--- START ---

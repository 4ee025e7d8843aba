//! Socket front ends.
//!
//! - [`InputServer`]: datagram socket producers write records to.
//! - [`ControlServer`]: sequenced-packet socket; each accepted client
//!   gets a [`ServiceController`] thread.

use crate::collector::LogCollector;
use crate::error::LogError;
use crate::log_entry::MAX_LOG_LEN;
use crate::service::{Connection, Received, ServiceContext, ServiceController};
use nix::errno::Errno;
use nix::poll::{PollFd, PollFlags, PollTimeout, poll};
use nix::sys::socket::{
    self, AddressFamily, Backlog, MsgFlags, SockFlag, SockType, UnixAddr, setsockopt, sockopt,
};
use nix::sys::time::{TimeVal, TimeValLike};
use std::fs;
use std::io;
use std::os::fd::{AsFd, AsRawFd, FromRawFd, OwnedFd};
use std::os::unix::fs::PermissionsExt;
use std::os::unix::net::UnixDatagram;
use std::path::{Path, PathBuf};
use std::sync::Arc;
use std::sync::atomic::{AtomicBool, Ordering};
use std::thread;
use std::time::Duration;

const SERVER_POLL_MS: u16 = 100;

/// How often blocking socket calls come back to check the stop flag.
pub const SERVER_POLL_INTERVAL: Duration = Duration::from_millis(SERVER_POLL_MS as u64);

const CONTROL_BACKLOG: i32 = 16;

/// Create the parent directory, remove a stale socket file and make the
/// new one writable by everyone.
fn prepare_socket_path(path: &Path) -> io::Result<()> {
    if let Some(parent) = path.parent() {
        fs::create_dir_all(parent)?;
    }
    let _ = fs::remove_file(path);
    Ok(())
}

fn open_to_all(path: &Path) {
    if let Err(e) = fs::set_permissions(path, fs::Permissions::from_mode(0o666)) {
        log::warn!("Failed to chmod {}: {}", path.display(), e);
    }
}

// ---------------------------------------------------------------------------
// Input
// ---------------------------------------------------------------------------

pub struct InputServer {
    sock: UnixDatagram,
    path: PathBuf,
}

impl InputServer {
    pub fn bind(path: &Path) -> io::Result<Self> {
        prepare_socket_path(path)?;
        let sock = UnixDatagram::bind(path)?;
        sock.set_read_timeout(Some(SERVER_POLL_INTERVAL))?;
        open_to_all(path);
        Ok(InputServer {
            sock,
            path: path.to_path_buf(),
        })
    }

    pub fn path(&self) -> &Path {
        &self.path
    }

    /// Feed every received datagram to `collector` until `stop` is set.
    pub fn run(&self, collector: &LogCollector, stop: &AtomicBool) {
        log::info!("Listening for records on {}", self.path.display());
        let mut buf = vec![0u8; MAX_LOG_LEN + 1];
        while !stop.load(Ordering::Acquire) {
            match self.sock.recv(&mut buf) {
                Ok(len) => {
                    collector.on_datagram(&buf[..len]);
                }
                Err(e)
                    if matches!(
                        e.kind(),
                        io::ErrorKind::WouldBlock
                            | io::ErrorKind::TimedOut
                            | io::ErrorKind::Interrupted
                    ) => {}
                Err(e) => {
                    log::error!("Input socket recv error: {}", e);
                    thread::sleep(SERVER_POLL_INTERVAL);
                }
            }
        }
        log::debug!("Input server stopped");
    }
}

impl Drop for InputServer {
    fn drop(&mut self) {
        let _ = fs::remove_file(&self.path);
    }
}

// ---------------------------------------------------------------------------
// Control
// ---------------------------------------------------------------------------

/// One accepted control-socket client.
pub struct SeqPacketConnection {
    fd: OwnedFd,
}

impl SeqPacketConnection {
    pub fn new(fd: OwnedFd) -> Result<Self, LogError> {
        let timeout = TimeVal::milliseconds(SERVER_POLL_INTERVAL.as_millis() as i64);
        setsockopt(&fd, sockopt::ReceiveTimeout, &timeout).map_err(|e| {
            log::error!("Failed to set session receive timeout: {}", e);
            LogError::Failed
        })?;
        Ok(SeqPacketConnection { fd })
    }
}

impl Connection for SeqPacketConnection {
    fn recv(&mut self, buf: &mut [u8]) -> Result<Received, LogError> {
        match socket::recv(self.fd.as_raw_fd(), buf, MsgFlags::empty()) {
            Ok(0) => Ok(Received::Closed),
            Ok(n) => Ok(Received::Data(n)),
            Err(Errno::EAGAIN) | Err(Errno::EINTR) => Ok(Received::Timeout),
            Err(e) => {
                log::debug!("Session recv failed: {}", e);
                Ok(Received::Closed)
            }
        }
    }

    fn send(&mut self, data: &[u8]) -> Result<(), LogError> {
        socket::send(self.fd.as_raw_fd(), data, MsgFlags::MSG_NOSIGNAL)
            .map(|_| ())
            .map_err(|e| {
                log::debug!("Session send failed: {}", e);
                LogError::Failed
            })
    }
}

pub struct ControlServer {
    fd: OwnedFd,
    path: PathBuf,
}

impl ControlServer {
    pub fn bind(path: &Path) -> io::Result<Self> {
        prepare_socket_path(path)?;
        let fd = socket::socket(
            AddressFamily::Unix,
            SockType::SeqPacket,
            SockFlag::SOCK_CLOEXEC,
            None,
        )?;
        let addr = UnixAddr::new(path)?;
        socket::bind(fd.as_raw_fd(), &addr)?;
        socket::listen(&fd, Backlog::new(CONTROL_BACKLOG)?)?;
        open_to_all(path);
        Ok(ControlServer {
            fd,
            path: path.to_path_buf(),
        })
    }

    pub fn path(&self) -> &Path {
        &self.path
    }

    /// Accept sessions until `stop` is set, then wait for them to end.
    ///
    /// A failing `poll` ends the loop; a failing `accept` only drops
    /// that connection attempt.
    pub fn run(&self, ctx: Arc<ServiceContext>, stop: Arc<AtomicBool>) {
        log::info!("Listening for control requests on {}", self.path.display());
        let mut sessions: Vec<thread::JoinHandle<()>> = Vec::new();
        let timeout = PollTimeout::from(SERVER_POLL_MS);

        while !stop.load(Ordering::Acquire) {
            let mut fds = [PollFd::new(self.fd.as_fd(), PollFlags::POLLIN)];
            match poll(&mut fds, timeout) {
                Ok(0) => {
                    sessions.retain(|h| !h.is_finished());
                    continue;
                }
                Ok(_) => {}
                Err(Errno::EINTR) => continue,
                Err(e) => {
                    log::error!("Control socket poll failed, stopping: {}", e);
                    break;
                }
            }

            let conn = match socket::accept(self.fd.as_raw_fd()) {
                // SAFETY: accept returned a fresh descriptor we now own.
                Ok(raw) => unsafe { OwnedFd::from_raw_fd(raw) },
                Err(e) => {
                    log::warn!("Control socket accept failed: {}", e);
                    continue;
                }
            };
            let conn = match SeqPacketConnection::new(conn) {
                Ok(c) => c,
                Err(_) => continue,
            };

            let ctx = Arc::clone(&ctx);
            let session_stop = Arc::clone(&stop);
            match thread::Builder::new()
                .name("hilog-session".into())
                .spawn(move || ServiceController::new(conn, ctx, session_stop).communication_loop())
            {
                Ok(h) => sessions.push(h),
                Err(e) => log::error!("Failed to spawn session thread: {}", e),
            }
        }

        for h in sessions {
            let _ = h.join();
        }
        log::debug!("Control server stopped");
    }
}

impl Drop for ControlServer {
    fn drop(&mut self) {
        let _ = fs::remove_file(&self.path);
    }
}

/// Connect to a control socket.  Used by clients and tests.
pub fn connect_control(path: &Path) -> Result<SeqPacketConnection, LogError> {
    let fd = socket::socket(
        AddressFamily::Unix,
        SockType::SeqPacket,
        SockFlag::SOCK_CLOEXEC,
        None,
    )
    .map_err(|_| LogError::Failed)?;
    let addr = UnixAddr::new(path).map_err(|_| LogError::Failed)?;
    socket::connect(fd.as_raw_fd(), &addr).map_err(|e| {
        log::debug!("Failed to connect to {}: {}", path.display(), e);
        LogError::Failed
    })?;
    SeqPacketConnection::new(fd)
}

#[cfg(test)]
mod tests {
    use super::*;
    use crate::buffer::LogBuffer;
    use crate::filter::QueryCondition;
    use crate::flow_control::FlowControl;
    use crate::log_entry::{LogEntry, LogLevel, LogType};
    use crate::persist::PersistRegistry;
    use crate::properties::{MemoryPropertyStore, Properties};
    use crate::protocol::control::{ControlMessage, MAX_MSG_LEN};
    use crate::protocol::record;
    use std::time::Instant;

    fn props() -> Arc<Properties> {
        Arc::new(Properties::new(Arc::new(MemoryPropertyStore::new())))
    }

    fn wait_for(mut cond: impl FnMut() -> bool) -> bool {
        let deadline = Instant::now() + Duration::from_secs(5);
        while Instant::now() < deadline {
            if cond() {
                return true;
            }
            thread::sleep(Duration::from_millis(20));
        }
        false
    }

    #[test]
    fn test_input_server_feeds_collector() {
        let dir = tempfile::tempdir().unwrap();
        let path = dir.path().join("sock").join("hilogInput");
        let server = InputServer::bind(&path).unwrap();
        let mode = fs::metadata(&path).unwrap().permissions().mode();
        assert_eq!(mode & 0o777, 0o666);

        let buffer = Arc::new(LogBuffer::new());
        let collector = LogCollector::new(
            Arc::clone(&buffer),
            Arc::new(FlowControl::default()),
            props(),
        );
        let stop = Arc::new(AtomicBool::new(false));
        let handle = {
            let stop = Arc::clone(&stop);
            thread::spawn(move || server.run(&collector, &stop))
        };

        let client = UnixDatagram::unbound().unwrap();
        let entry = LogEntry::new(LogType::Core, LogLevel::Info, 0xD001100, "Net", "up");
        client.send_to(&record::encode(&entry), &path).unwrap();
        client.send_to(b"garbage", &path).unwrap();

        assert!(wait_for(|| buffer.size_by_type(LogType::Core) == entry.len()));
        stop.store(true, Ordering::Release);
        handle.join().unwrap();
        assert!(!path.exists());
    }

    #[test]
    fn test_control_server_session() {
        let dir = tempfile::tempdir().unwrap();
        let path = dir.path().join("hilogControl");
        let server = ControlServer::bind(&path).unwrap();

        let buffer = Arc::new(LogBuffer::new());
        buffer.insert(LogEntry::new(LogType::App, LogLevel::Warn, 0xD000F00, "T", "hello"));
        let ctx = Arc::new(ServiceContext {
            buffer: Arc::clone(&buffer),
            persist: Arc::new(PersistRegistry::new(dir.path(), Arc::clone(&buffer))),
            props: props(),
        });
        let stop = Arc::new(AtomicBool::new(false));
        let handle = {
            let stop = Arc::clone(&stop);
            thread::spawn(move || server.run(ctx, stop))
        };

        let mut client = connect_control(&path).unwrap();
        let recv = |client: &mut SeqPacketConnection| {
            let mut buf = vec![0u8; MAX_MSG_LEN];
            let deadline = Instant::now() + Duration::from_secs(5);
            loop {
                match client.recv(&mut buf).unwrap() {
                    Received::Data(n) => return ControlMessage::decode(&buf[..n]).unwrap(),
                    Received::Timeout if Instant::now() < deadline => continue,
                    other => panic!("no reply: {:?}", other),
                }
            }
        };

        let req = ControlMessage::NextRequest(QueryCondition::all());
        client.send(&req.encode().unwrap()).unwrap();
        match recv(&mut client) {
            ControlMessage::NextResponse(r) => assert_eq!(r.entry.unwrap().content, "hello"),
            other => panic!("unexpected {:?}", other),
        }

        let req = ControlMessage::LogClearRequest { types: 0 };
        client.send(&req.encode().unwrap()).unwrap();
        assert_eq!(
            recv(&mut client),
            ControlMessage::LogClearResponse { result: 0 }
        );
        assert_eq!(buffer.total_size(), 0);

        drop(client);
        stop.store(true, Ordering::Release);
        handle.join().unwrap();
    }
}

--- END ---

WORK ORDER - Starting with the first line of the listing above, copy each line exactly until you have copied the line containing "use crate::log_entry::MAX_LOG_LEN;". Stop there.

RESPONSE FOR THIS EXERCISE -
repository 4ee025e7d8843aba
//! Socket front ends.
//!
//! - [`InputServer`]: datagram socket producers write records to.
//! - [`ControlServer`]: sequenced-packet socket; each accepted client
//!   gets a [`ServiceController`] thread.

use crate::collector::LogCollector;
use crate::error::LogError;
use crate::log_entry::MAX_LOG_LEN;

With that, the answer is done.